Organisation’s reponse amounts to breach of competition law, authority warns

The Competition Authority has written to the IMO and warned  its response to  fee cuts amounted to a breach of competition law. Photograph: Hugh Macknight/PA Wire

The Competition Authority has written to the IMO and warned its response to fee cuts amounted to a breach of competition law. Photograph: Hugh Macknight/PA Wire

Fri, Jul 12, 2013, 21:34

The Competition authority has extended the deadline it set for the Irish Medical Organisation (IMO) to reverse the decision by its GP members to withdraw from a number of services and initiatives in protest at new fee cuts introduced by the Government.

Yesterday the Competition Authority wrote to the IMO and warned that its response to the fee cuts amounted to a breach of competition law.

GPs operating the medical card and other State schemes are not employees of the health service but rather are independent contractors.

The IMO said earlier this week that its GPs members would withdraw from primary care teams, community intervention teams and clinical care programmes for chronic diseases. It also said it would pull out of any work not covered under the terms of their contract with the HSE.

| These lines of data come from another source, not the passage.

//! Record protection for TLS 1.3: AEAD with an XOR-derived nonce, inner
//! content-type framing, padding, and constant-time type recovery.

use cuirass_crypto::ct::ct_scan_right_nonzero;

use crate::error::RecordError;
use crate::params::{RecordContext, RecordParameters};
use crate::protect::preamble::make_tls13_aad;
use crate::wire::ContentType;

fn tls13_nonce(iv: &[u8], sequence: u64) -> Result<[u8; 12], RecordError> {
    if iv.len() != 12 {
        return Err(RecordError::InternalError);
    }
    let mut nonce = [0u8; 12];
    nonce.copy_from_slice(iv);
    for (n, s) in nonce[4..].iter_mut().zip(sequence.to_be_bytes()) {
        *n ^= s;
    }
    Ok(nonce)
}

/// Encrypt one record under `params.write`.
///
/// The inner plaintext is `content ‖ type(1) ‖ 0^pad`; the requested padding
/// is clamped down if the total would exceed `max_send`, and the outer
/// content type is always `application_data`.
pub fn encrypt(
    params: &mut RecordParameters,
    ctype: ContentType,
    plain: &[u8],
    mut pad_size: usize,
    max_send: usize,
) -> Result<Vec<u8>, RecordError> {
    // Null-cipher epoch: framing applies, protection is the identity.
    if params.is_null_cipher() {
        return Ok(plain.to_vec());
    }

    let RecordContext::Aead(ctx) = &params.write.ctx else {
        return Err(RecordError::InternalError);
    };
    let tag_size = params.cipher.tag_size;

    log::debug!(
        "ENC: cipher {}, epoch {} (1.3)",
        params.cipher.name,
        params.epoch
    );

    let mut total = plain.len() + 1 + pad_size;
    if total > max_send {
        if max_send < plain.len() + 1 {
            return Err(RecordError::InternalError);
        }
        pad_size = max_send - plain.len() - 1;
        total = max_send;
    }

    let nonce = tls13_nonce(&params.write.iv, params.write.sequence_number)?;
    let aad = make_tls13_aad((total + tag_size) as u16);

    let mut inner = Vec::with_capacity(total);
    inner.extend_from_slice(plain);
    inner.push(ctype.as_u8());
    inner.resize(total, 0);

    let sealed = ctx.seal(&nonce, &aad, &inner)?;
    Ok(sealed)
}

/// Decrypt one record under `params.read`, recovering the inner content
/// type from the trailing non-zero byte.
///
/// With `safe_padding` the scan walks the whole decrypted buffer so its
/// duration is independent of the padding length.
pub fn decrypt(
    params: &mut RecordParameters,
    sequence: u64,
    ciphertext: &[u8],
    outer_type: ContentType,
    max_decrypted: usize,
    safe_padding: bool,
) -> Result<(Vec<u8>, ContentType), RecordError> {
    if params.is_null_cipher() {
        return Ok((ciphertext.to_vec(), outer_type));
    }

    let RecordContext::Aead(ctx) = &params.read.ctx else {
        return Err(RecordError::DecryptionFailed);
    };
    let tag_size = params.cipher.tag_size;

    if ciphertext.len() < tag_size {
        return Err(RecordError::DecryptionFailed);
    }

    let nonce = tls13_nonce(&params.read.iv, sequence).map_err(|_| RecordError::DecryptionFailed)?;
    let aad = make_tls13_aad(ciphertext.len() as u16);

    let mut plain = ctx
        .open(&nonce, &aad, ciphertext)
        .map_err(|_| RecordError::DecryptionFailed)?;

    // One extra octet allowed for the inner content type.
    if plain.len() > max_decrypted + 1 {
        log::debug!("received packet with illegal length {}", plain.len());
        return Err(RecordError::RecordOverflow);
    }

    let Some((length, type_byte)) = ct_scan_right_nonzero(&plain, safe_padding) else {
        // All-zero inner plaintext: no content type to recover.
        return Err(RecordError::DecryptionFailed);
    };
    let ctype = ContentType::from_u8(type_byte).ok_or(RecordError::UnexpectedPacket)?;
    plain.truncate(length);
    Ok((plain, ctype))
}
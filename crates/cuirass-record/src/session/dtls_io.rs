//! DTLS flight transmission and retransmission on a session.

use std::time::Instant;

use rand_core::{CryptoRng, RngCore};

use crate::dtls;
use crate::dtls::flight::{FlightMessage, fragment_message, is_last_flight_type};
use crate::epoch::EpochRel;
use crate::error::RecordError;
use crate::session::Session;
use crate::transport::Transport;
use crate::wire::{ContentType, DTLS_RECORD_HEADER_SIZE, handshake};

impl<T: Transport, R: RngCore + CryptoRng> Session<T, R> {
    /// Application-data budget of one datagram under the current write
    /// epoch.
    pub fn get_data_mtu(&self) -> usize {
        self.data_mtu()
    }

    pub(crate) fn data_mtu(&self) -> usize {
        if !self.cfg.version.is_dtls() {
            return self.cfg.max_record_send_size;
        }
        let (cipher, mac, etm) = if self.initial_negotiation_completed {
            match self.epochs.get(EpochRel::WriteCurrent) {
                Ok(shared) => {
                    let p = shared.lock();
                    if p.is_null_cipher() {
                        (None, None, false)
                    } else {
                        (Some(p.cipher), Some(p.mac), p.etm)
                    }
                }
                Err(_) => (None, None, false),
            }
        } else {
            (None, None, false)
        };
        dtls::data_mtu(self.cfg.mtu, self.cfg.version, cipher, mac, etm)
    }

    pub fn set_mtu(&mut self, mtu: usize) {
        self.cfg.mtu = mtu;
    }

    pub fn get_mtu(&self) -> usize {
        self.cfg.mtu
    }

    /// Configure the retransmission and total handshake timeouts.
    pub fn set_dtls_timeouts(&mut self, retrans_ms: u32, total_ms: u32) {
        self.cfg.retrans_timeout_ms = retrans_ms;
        self.cfg.total_timeout_ms = total_ms;
        self.flight.reset_timer(retrans_ms);
    }

    /// Milliseconds until the retransmission timer next fires.
    pub fn get_dtls_timeout(&self) -> u32 {
        let window = u128::from(self.flight.actual_retrans_timeout_ms);
        match self.flight.since_last_transmit() {
            Some(elapsed) if elapsed < window => (window - elapsed) as u32,
            Some(_) => 0,
            None => self.flight.actual_retrans_timeout_ms,
        }
    }

    /// Buffer one outgoing handshake message (or CCS) into the current
    /// flight. Handshake messages consume a handshake sequence number; the
    /// message is pinned to the current write epoch until acknowledged.
    pub fn queue_flight_message(
        &mut self,
        ctype: ContentType,
        htype: u8,
        data: Vec<u8>,
    ) -> Result<(), RecordError> {
        let epoch = self.epochs.epoch_write();
        self.epochs.inc_usage(epoch)?;

        let handshake_seq = if ctype == ContentType::Handshake {
            let seq = self.hsk_write_seq;
            self.hsk_write_seq += 1;
            seq
        } else {
            0
        };

        self.flight.enqueue(FlightMessage {
            ctype,
            htype,
            handshake_seq,
            epoch,
            data,
        });
        Ok(())
    }

    /// Transmit (or retransmit) the buffered flight and wait for its
    /// implicit acknowledgement: the first message of the peer's next
    /// flight. The last flight (Finished) cannot be acknowledged and returns
    /// immediately with its async retransmission timer armed.
    pub fn dtls_transmit(&mut self) -> Result<(), RecordError> {
        // Non-blocking sessions poll: if a retransmission is not due yet and
        // nothing arrived, bounce back to the caller.
        if self.flight.flight_init && self.cfg.nonblock {
            self.flush_send_queue()?;

            if !self.flight.last_flight || !self.flight.async_timer {
                match self.transport.pull_timeout(0) {
                    Ok(true) => {
                        if self.next_flight_arrived()? {
                            self.end_flight();
                            return Ok(());
                        }
                    }
                    Ok(false) => {
                        let window = u128::from(self.flight.actual_retrans_timeout_ms);
                        if self.flight.since_last_transmit().unwrap_or(u128::MAX) < window {
                            return Err(self.dtls_again_or_timeout());
                        }
                    }
                    Err(e) => return Err(e.into()),
                }
            }
        }

        loop {
            // The total-timeout envelope is checked before the
            // retransmission timer; a coinciding expiry surfaces Timeout.
            if self.flight.handshake_elapsed() >= u128::from(self.cfg.total_timeout_ms) {
                log::debug!("DTLS handshake timeout");
                self.reset_flight_state();
                return Err(RecordError::Timeout);
            }

            let window = u128::from(self.flight.actual_retrans_timeout_ms);
            let due = !self.flight.flight_init
                || self.flight.since_last_transmit().unwrap_or(u128::MAX) >= window;

            if due {
                log::debug!(
                    "DTLS: {}start of flight transmission",
                    if self.flight.flight_init { "re-" } else { "" }
                );
                let last_type = self.transmit_flight()?;
                self.flight.last_retransmit = Some(Instant::now());

                if !self.flight.flight_init {
                    self.flight.flight_init = true;
                    self.flight.reset_timer(self.cfg.retrans_timeout_ms);
                    self.flight.last_flight = is_last_flight_type(last_type);
                } else {
                    self.flight.update_timer();
                }
            }

            self.flush_send_queue()?;

            if self.flight.last_flight {
                // Retransmission of the last flight happens on demand, from
                // the receive path or dtls_wait_and_retransmit().
                self.flight.async_timer = true;
                return Ok(());
            }

            let wait_ms = if self.cfg.nonblock {
                0
            } else {
                self.flight.actual_retrans_timeout_ms
            };
            match self.transport.pull_timeout(wait_ms) {
                Ok(true) => {
                    if self.next_flight_arrived()? {
                        self.end_flight();
                        return Ok(());
                    }
                    // Peer retransmitted an old flight: ours was lost, go
                    // around and retransmit.
                }
                Ok(false) => {
                    if self.cfg.nonblock {
                        return Err(self.dtls_again_or_timeout());
                    }
                    // Timer expired: loop retransmits.
                }
                Err(e) => return Err(e.into()),
            }
        }
    }

    /// Non-blocking verdict while a flight is pending: `WouldBlock` inside
    /// the total-timeout envelope, `Timeout` (with the flight torn down)
    /// once it closes.
    fn dtls_again_or_timeout(&mut self) -> RecordError {
        if self.flight.handshake_elapsed() >= u128::from(self.cfg.total_timeout_ms) {
            self.reset_flight_state();
            RecordError::Timeout
        } else {
            RecordError::WouldBlock
        }
    }

    /// One unconditional retransmission of the buffered flight (the
    /// on-demand path for the last flight).
    pub(crate) fn dtls_retransmit(&mut self) -> Result<(), RecordError> {
        if self.flight.buffer.is_empty() {
            return Ok(());
        }
        log::debug!("DTLS: on-demand flight retransmission");
        self.transmit_flight()?;
        self.flight.last_retransmit = Some(Instant::now());
        self.flight.update_timer();
        self.flush_send_queue()?;
        Ok(())
    }

    /// Wait for the peer's reply to our last flight, retransmitting it when
    /// the timer fires. Used while the handshake layer expects the final
    /// acknowledgement exchange.
    pub fn dtls_wait_and_retransmit(&mut self) -> Result<(), RecordError> {
        if self.flight.handshake_elapsed() >= u128::from(self.cfg.total_timeout_ms) {
            return Err(RecordError::Timeout);
        }

        let wait_ms = if self.cfg.nonblock {
            0
        } else {
            self.flight.actual_retrans_timeout_ms
        };
        let ready = self.transport.pull_timeout(wait_ms).map_err(RecordError::from)?;
        if !ready {
            self.dtls_retransmit()?;
            return Err(RecordError::WouldBlock);
        }
        self.flight.reset_timer(self.cfg.retrans_timeout_ms);
        Ok(())
    }

    /// Fragment and send every buffered message. Returns the handshake type
    /// of the last message.
    fn transmit_flight(&mut self) -> Result<u8, RecordError> {
        let messages: Vec<FlightMessage> = self.flight.buffer.iter().cloned().collect();
        let mut last_type = 0;

        let mtu = self
            .data_mtu()
            .min(self.cfg.max_record_send_size.saturating_sub(DTLS_RECORD_HEADER_SIZE));

        for msg in &messages {
            last_type = msg.htype;

            if msg.ctype == ContentType::ChangeCipherSpec {
                // CCS is a single byte and never fragments.
                log::debug!(
                    "DTLS: sending packet[{}] {} (CCS), mtu {mtu}",
                    msg.handshake_seq,
                    msg.htype
                );
                self.send_record(
                    ContentType::ChangeCipherSpec,
                    None,
                    EpochRel::Epoch(msg.epoch),
                    &msg.data,
                    0,
                    true,
                )?;
                continue;
            }

            for frag in fragment_message(msg, mtu) {
                log::debug!(
                    "DTLS: sending packet[{}] fragment type {} with length {}, mtu {mtu}",
                    msg.handshake_seq,
                    msg.htype,
                    frag.len()
                );
                self.send_record(
                    ContentType::Handshake,
                    Some(msg.htype),
                    EpochRel::Epoch(msg.epoch),
                    &frag,
                    0,
                    true,
                )?;
            }
        }
        Ok(last_type)
    }

    /// Probe whether the peer's next flight started arriving: any buffered
    /// handshake data counts.
    fn next_flight_arrived(&mut self) -> Result<bool, RecordError> {
        match self.recv_record(ContentType::Handshake, Some(handshake::FINISHED), 0) {
            Ok(()) => Ok(!self.handshake_buffer.is_empty() || !self.ccs_buffer.is_empty()),
            Err(RecordError::WouldBlock | RecordError::Interrupted | RecordError::Timeout) => {
                Ok(!self.handshake_buffer.is_empty() || !self.ccs_buffer.is_empty())
            }
            Err(e) => Err(e),
        }
    }

    /// The flight was acknowledged: unpin its epochs and stop the timer.
    fn end_flight(&mut self) {
        log::debug!("DTLS: end of flight transmission");
        self.reset_flight_state();
    }

    pub(crate) fn reset_flight_state(&mut self) {
        for epoch in self.flight.clear() {
            let _ = self.epochs.dec_usage(epoch);
        }
        self.flight.last_flight = false;
        self.flight.async_timer = false;
    }

    /// Expected application data implicitly acknowledges the last flight;
    /// tear down its retransmission state.
    pub(crate) fn dtls_async_timer_delete(&mut self) {
        if self.flight.async_timer {
            log::debug!("DTLS: deinitializing previous handshake state");
            self.flight.async_timer = false;
            self.reset_flight_state();
            self.epochs.gc();
        }
    }
}
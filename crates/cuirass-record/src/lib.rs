//! # cuirass-record
//!
//! The record layer of a TLS/DTLS protocol engine: the component that, once a
//! handshake has produced cipher parameters, turns application messages into
//! authenticated encrypted records on the wire and back.
//!
//! What lives here:
//!
//! - record protection for TLS 1.2 (CBC MAC-then-encrypt and
//!   encrypt-then-MAC, stream+MAC, AEAD) and TLS 1.3 (AEAD with XOR-derived
//!   nonces and hidden inner content types),
//! - the epoch table: concurrently live sets of read/write parameters across
//!   rekeys and DTLS retransmissions, with refcounted GC,
//! - key-schedule binding: TLS 1.2 key-block expansion and the TLS 1.3
//!   traffic-secret machinery including in-place key update,
//! - the record I/O loop over a pluggable [`transport::Transport`],
//! - DTLS anti-replay, handshake-flight retransmission, and the stateless
//!   cookie exchange.
//!
//! What deliberately does not live here: handshake negotiation, certificate
//! processing, raw primitives (see `cuirass-crypto`), and socket I/O.

pub mod buffers;
pub mod config;
pub mod dtls;
pub mod epoch;
pub mod error;
pub mod keys;
pub mod params;
pub mod prf;
pub mod protect;
pub mod session;
pub mod transport;
pub mod wire;

pub use config::{Config, Role};
pub use error::RecordError;
pub use session::Session;
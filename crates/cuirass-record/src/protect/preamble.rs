//! MAC preamble (TLS 1.2) and AEAD associated data (TLS 1.3).

/// TLS 1.2 preamble: `sequence(8) ‖ type(1) ‖ version(2) ‖ length(2)`.
///
/// The length field's meaning shifts with the construction: plaintext size
/// for MAC-then-encrypt and AEAD, ciphertext-minus-tag size for
/// encrypt-then-MAC.
pub const PREAMBLE_SIZE: usize = 13;

pub fn make_preamble(sequence: u64, ctype: u8, version: [u8; 2], length: u16) -> [u8; PREAMBLE_SIZE] {
    let mut p = [0u8; PREAMBLE_SIZE];
    p[..8].copy_from_slice(&sequence.to_be_bytes());
    p[8] = ctype;
    p[9] = version[0];
    p[10] = version[1];
    p[11..13].copy_from_slice(&length.to_be_bytes());
    p
}

/// TLS 1.3 AAD: `application_data(0x17) ‖ 0x0303 ‖ length(2)` where the
/// length covers inner plaintext, inner type byte, padding and tag.
pub fn make_tls13_aad(wire_length: u16) -> [u8; 5] {
    let mut aad = [0x17, 0x03, 0x03, 0, 0];
    aad[3..5].copy_from_slice(&wire_length.to_be_bytes());
    aad
}
//! Epoch table: slot-based storage of record parameters across rekeys.
//!
//! A small ring of slots indexed by `epoch - epoch_min` holds every epoch
//! that is still live: the current read epoch, the current write epoch, the
//! `next` epoch being prepared, and any retiring epoch still pinned by
//! buffered outbound records. The table is the only shared mutable structure
//! in a session; one mutex guards the ring so a reader thread and a writer
//! thread may operate on disjoint epochs.

use std::sync::Arc;

use cuirass_crypto::suite::{MacId, SuiteEntry, cipher_entry, mac_entry};
use log::debug;
use parking_lot::Mutex;

use crate::error::RecordError;
use crate::params::RecordParameters;
use crate::wire::DTLS_SEQ_MASK;

/// Live-epoch window. Read-current, write-current, next, plus one retiring
/// epoch pinned by in-flight retransmissions.
pub const MAX_EPOCH_SLOTS: usize = 4;

pub type SharedParams = Arc<Mutex<RecordParameters>>;

/// Symbolic or absolute epoch reference.
#[derive(Debug, Clone, Copy, PartialEq, Eq)]
pub enum EpochRel {
    ReadCurrent,
    WriteCurrent,
    Next,
    Epoch(u16),
}

struct TableInner {
    slots: [Option<SharedParams>; MAX_EPOCH_SLOTS],
    epoch_min: u16,
    epoch_read: u16,
    epoch_write: u16,
    epoch_next: u16,
}

impl TableInner {
    fn resolve(&self, rel: EpochRel) -> u16 {
        match rel {
            EpochRel::ReadCurrent => self.epoch_read,
            EpochRel::WriteCurrent => self.epoch_write,
            EpochRel::Next => self.epoch_next,
            EpochRel::Epoch(e) => e,
        }
    }

    fn slot_index(&self, epoch: u16) -> Result<usize, RecordError> {
        let index = epoch.wrapping_sub(self.epoch_min) as usize;
        if index >= MAX_EPOCH_SLOTS {
            debug!(
                "epoch {epoch} out of range (min {}, max index {MAX_EPOCH_SLOTS})",
                self.epoch_min
            );
            return Err(RecordError::InvalidRequest);
        }
        Ok(index)
    }

    fn get(&self, epoch: u16) -> Result<SharedParams, RecordError> {
        let idx = self.slot_index(epoch)?;
        self.slots[idx].clone().ok_or(RecordError::InvalidRequest)
    }
}

pub struct EpochTable {
    is_dtls: bool,
    inner: Mutex<TableInner>,
}

impl EpochTable {
    /// A new table with the null-cipher epoch 0 installed and current in
    /// both directions.
    pub fn new(is_dtls: bool) -> Self {
        let mut slots: [Option<SharedParams>; MAX_EPOCH_SLOTS] = Default::default();
        slots[0] = Some(Arc::new(Mutex::new(RecordParameters::new_null(0))));
        EpochTable {
            is_dtls,
            inner: Mutex::new(TableInner {
                slots,
                epoch_min: 0,
                epoch_read: 0,
                epoch_write: 0,
                epoch_next: 1,
            }),
        }
    }

    pub fn epoch_read(&self) -> u16 {
        self.inner.lock().epoch_read
    }

    pub fn epoch_write(&self) -> u16 {
        self.inner.lock().epoch_write
    }

    pub fn epoch_next(&self) -> u16 {
        self.inner.lock().epoch_next
    }

    /// Look up a slot. The returned handle does not pin the slot; callers
    /// holding it across I/O must bump the refcount via [`inc_usage`].
    ///
    /// [`inc_usage`]: EpochTable::inc_usage
    pub fn get(&self, rel: EpochRel) -> Result<SharedParams, RecordError> {
        let inner = self.inner.lock();
        let epoch = inner.resolve(rel);
        inner.get(epoch)
    }

    /// Whether `epoch` currently has a slot (DTLS header validation).
    pub fn is_valid(&self, epoch: u16) -> bool {
        let inner = self.inner.lock();
        inner.get(epoch).is_ok()
    }

    /// Ensure the `next` epoch slot exists. With `null_epoch` the slot is
    /// filled with the null cipher and is immediately initialized; otherwise
    /// cipher and MAC stay unset for a later [`set_cipher_suite`] +
    /// `set_keys`. Idempotent on an existing matching slot.
    ///
    /// [`set_cipher_suite`]: EpochTable::set_cipher_suite
    pub fn setup_next(&self, null_epoch: bool) -> Result<SharedParams, RecordError> {
        let mut inner = self.inner.lock();
        let epoch = inner.epoch_next;
        let idx = inner.slot_index(epoch)?;

        if let Some(existing) = &inner.slots[idx] {
            let p = existing.lock();
            if null_epoch && !p.initialized {
                return Err(RecordError::InternalError);
            }
            if p.epoch != epoch {
                return Err(RecordError::InternalError);
            }
            drop(p);
            return Ok(existing.clone());
        }

        debug!("allocating epoch #{epoch}");

        let mut params = if null_epoch {
            RecordParameters::new_null(epoch)
        } else {
            RecordParameters::new(epoch)
        };

        if self.is_dtls {
            // The wire sequence carries the epoch in its top 16 bits.
            let seq = params.write.sequence_number & DTLS_SEQ_MASK;
            params.write.sequence_number = seq | (u64::from(epoch) << 48);
        }

        let shared = Arc::new(Mutex::new(params));
        inner.slots[idx] = Some(shared.clone());
        Ok(shared)
    }

    /// Bind a cipher suite to the `next` slot.
    ///
    /// After a HelloRetryRequest the suite may arrive a second time; that is
    /// accepted iff it matches what is already bound. Otherwise the slot
    /// must still be untouched.
    pub fn set_cipher_suite(
        &self,
        suite: &'static SuiteEntry,
        etm: bool,
        hrr_sent: bool,
    ) -> Result<(), RecordError> {
        let shared = self.get(EpochRel::Next)?;
        let mut p = shared.lock();

        if hrr_sent {
            if p.initialized
                && (!std::ptr::eq(p.cipher, suite.cipher) || !std::ptr::eq(p.mac, suite.mac))
            {
                return Err(RecordError::UnexpectedPacket);
            }
            if p.initialized {
                return Ok(());
            }
        } else if p.initialized || p.cipher.key_size != 0 || p.mac.id != MacId::Null {
            return Err(RecordError::InternalError);
        }

        p.cipher = suite.cipher;
        p.mac = suite.mac;
        p.etm = etm;
        Ok(())
    }

    /// Clone cipher and MAC identifiers (not keys) from `from` into the
    /// `next` slot; used to prepare a renegotiation epoch.
    pub fn dup_from(&self, from: EpochRel) -> Result<(), RecordError> {
        let prev = self.get(from)?;
        let next = match self.get(EpochRel::Next) {
            Ok(n) => n,
            Err(_) => self.setup_next(false)?,
        };

        let (cipher_id, mac_id) = {
            let p = prev.lock();
            (p.cipher.id, p.mac.id)
        };

        let mut n = next.lock();
        if n.initialized || n.cipher.key_size != 0 || n.mac.id != MacId::Null {
            return Err(RecordError::InternalError);
        }
        n.cipher = cipher_entry(cipher_id);
        n.mac = mac_entry(mac_id);
        Ok(())
    }

    /// Make `epoch` the current read epoch.
    pub fn set_read_current(&self, epoch: u16) {
        self.inner.lock().epoch_read = epoch;
    }

    /// Make `epoch` the current write epoch.
    pub fn set_write_current(&self, epoch: u16) {
        self.inner.lock().epoch_write = epoch;
    }

    /// Advance the `next` epoch counter after the previous next went live.
    pub fn bump_next(&self) {
        self.inner.lock().epoch_next += 1;
    }

    pub fn inc_usage(&self, epoch: u16) -> Result<(), RecordError> {
        let shared = self.get(EpochRel::Epoch(epoch))?;
        shared.lock().usage_count += 1;
        Ok(())
    }

    pub fn dec_usage(&self, epoch: u16) -> Result<(), RecordError> {
        let shared = self.get(EpochRel::Epoch(epoch))?;
        let mut p = shared.lock();
        if p.usage_count == 0 {
            return Err(RecordError::InternalError);
        }
        p.usage_count -= 1;
        Ok(())
    }

    /// Free slots that are neither current in either direction, nor next,
    /// nor pinned, then compact the ring so the live window stays contiguous.
    pub fn gc(&self) {
        let mut guard = self.inner.lock();
        let inner = &mut *guard;
        debug!("start of epoch cleanup");

        let (epoch_read, epoch_write, epoch_next) =
            (inner.epoch_read, inner.epoch_write, inner.epoch_next);
        for slot in inner.slots.iter_mut() {
            let Some(shared) = slot else { continue };
            let p = shared.lock();
            let active =
                p.epoch == epoch_read || p.epoch == epoch_write || p.epoch == epoch_next;
            if !active && p.usage_count > 0 {
                debug!("inactive epoch {} still has {} users", p.epoch, p.usage_count);
            }
            let alive = active || p.usage_count > 0;
            let epoch = p.epoch;
            drop(p);
            if !alive {
                debug!("epoch #{epoch} freed");
                *slot = None;
            }
        }

        // Close the gap of leading empty slots and lift epoch_min.
        let lead = inner.slots.iter().take_while(|s| s.is_none()).count();
        if lead != 0 && lead < MAX_EPOCH_SLOTS {
            inner.slots.rotate_left(lead);
        }
        if let Some(first) = inner.slots[0].as_ref() {
            inner.epoch_min = first.lock().epoch;
        }

        debug!("end of epoch cleanup");
    }
}

#[cfg(test)]
mod tests {
    use super::*;
    use cuirass_crypto::suite::suite_by_id;

    #[test]
    fn test_new_table_has_null_epoch() {
        let t = EpochTable::new(false);
        let p = t.get(EpochRel::ReadCurrent).unwrap();
        assert!(p.lock().initialized);
        assert_eq!(t.epoch_read(), 0);
        assert_eq!(t.epoch_next(), 1);
    }

    #[test]
    fn test_setup_next_is_idempotent() {
        let t = EpochTable::new(false);
        let a = t.setup_next(false).unwrap();
        let b = t.setup_next(false).unwrap();
        assert!(Arc::ptr_eq(&a, &b));
    }

    #[test]
    fn test_dtls_next_epoch_patches_sequence() {
        let t = EpochTable::new(true);
        let p = t.setup_next(false).unwrap();
        assert_eq!(p.lock().write.sequence_number >> 48, 1);
    }

    #[test]
    fn test_suite_binding_rejects_double_init() {
        let t = EpochTable::new(false);
        t.setup_next(false).unwrap();
        let suite = suite_by_id(0x1301).unwrap();
        t.set_cipher_suite(suite, false, false).unwrap();
        assert_eq!(
            t.set_cipher_suite(suite, false, false),
            Err(RecordError::InternalError)
        );
    }

    #[test]
    fn test_dup_clones_suite_not_keys() {
        let t = EpochTable::new(false);
        t.setup_next(false).unwrap();
        let suite = suite_by_id(0x002f).unwrap();
        t.set_cipher_suite(suite, false, false).unwrap();

        // Pretend the epoch went live, then prepare a renegotiation clone.
        t.set_read_current(1);
        t.set_write_current(1);
        t.bump_next();
        t.dup_from(EpochRel::ReadCurrent).unwrap();

        let next = t.get(EpochRel::Next).unwrap();
        let next = next.lock();
        assert!(std::ptr::eq(next.cipher, suite.cipher));
        assert!(std::ptr::eq(next.mac, suite.mac));
        assert!(!next.initialized);
        assert!(next.read.key.is_empty());
    }

    #[test]
    fn test_out_of_window_epoch_rejected() {
        let t = EpochTable::new(false);
        assert_eq!(
            t.get(EpochRel::Epoch(40)).unwrap_err(),
            RecordError::InvalidRequest
        );
        assert!(!t.is_valid(40));
    }

    #[test]
    fn test_gc_respects_activity_and_refcount() {
        let t = EpochTable::new(false);
        t.setup_next(true).unwrap();

        // Epoch 0 still read/write current: nothing to free.
        t.gc();
        assert!(t.is_valid(0));

        // Move both directions to epoch 1 but pin 0 with a refcount.
        t.set_read_current(1);
        t.set_write_current(1);
        t.bump_next();
        t.inc_usage(0).unwrap();
        t.gc();
        assert!(t.is_valid(0), "pinned epoch must survive gc");

        // Unpin and collect: slot 0 goes away and the window compacts.
        t.dec_usage(0).unwrap();
        t.gc();
        assert!(!t.is_valid(0));
        assert!(t.is_valid(1));
        assert_eq!(t.inner.lock().epoch_min, 1);
    }

    #[test]
    fn test_window_advances_after_gc() {
        let t = EpochTable::new(false);
        // Epoch 4 is unreachable while epoch_min == 0.
        assert!(t.get(EpochRel::Epoch(4)).is_err());

        t.setup_next(true).unwrap();
        t.set_read_current(1);
        t.set_write_current(1);
        t.bump_next();
        t.gc(); // frees epoch 0, epoch_min = 1

        // Slot for epoch 4 is now in range and can be allocated.
        t.inner.lock().epoch_next = 4;
        assert!(t.setup_next(true).is_ok());
    }
}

The Competition Authority said it intended to take all necessary enforcement action if the IMO failed to rescind its decision concerning the withdrawal of services.

It set a deadline of 4 pm today for the IMO to reverse its stance.

The IMO said the matters raised by the Competition Authority were “complex and require detailed consideration by the organisation and its legal advisors. It sought the Authority to extend its deadline to 11am on Wednesday to allow it to prepare its response.

The Competition Authority later said it would extend its deadline to 12pm on Monday.

“The Authority is of the view that the press release issued by the IMO makes it clear that the withdrawal of these services is directly linked to the decision of the Government to cut fees paid to GPs. Withdrawing services, regardless of claims that they may be free or pro bono, is viewed as an attempt to directly or indirectly fix the fees that are paid to GPs by the Government under the GMS contract.”

“Self-employed GPs are subject to competition law, as they are private businesses, unlike employees who may act collectively, represented by a union and are not subject to competition law.”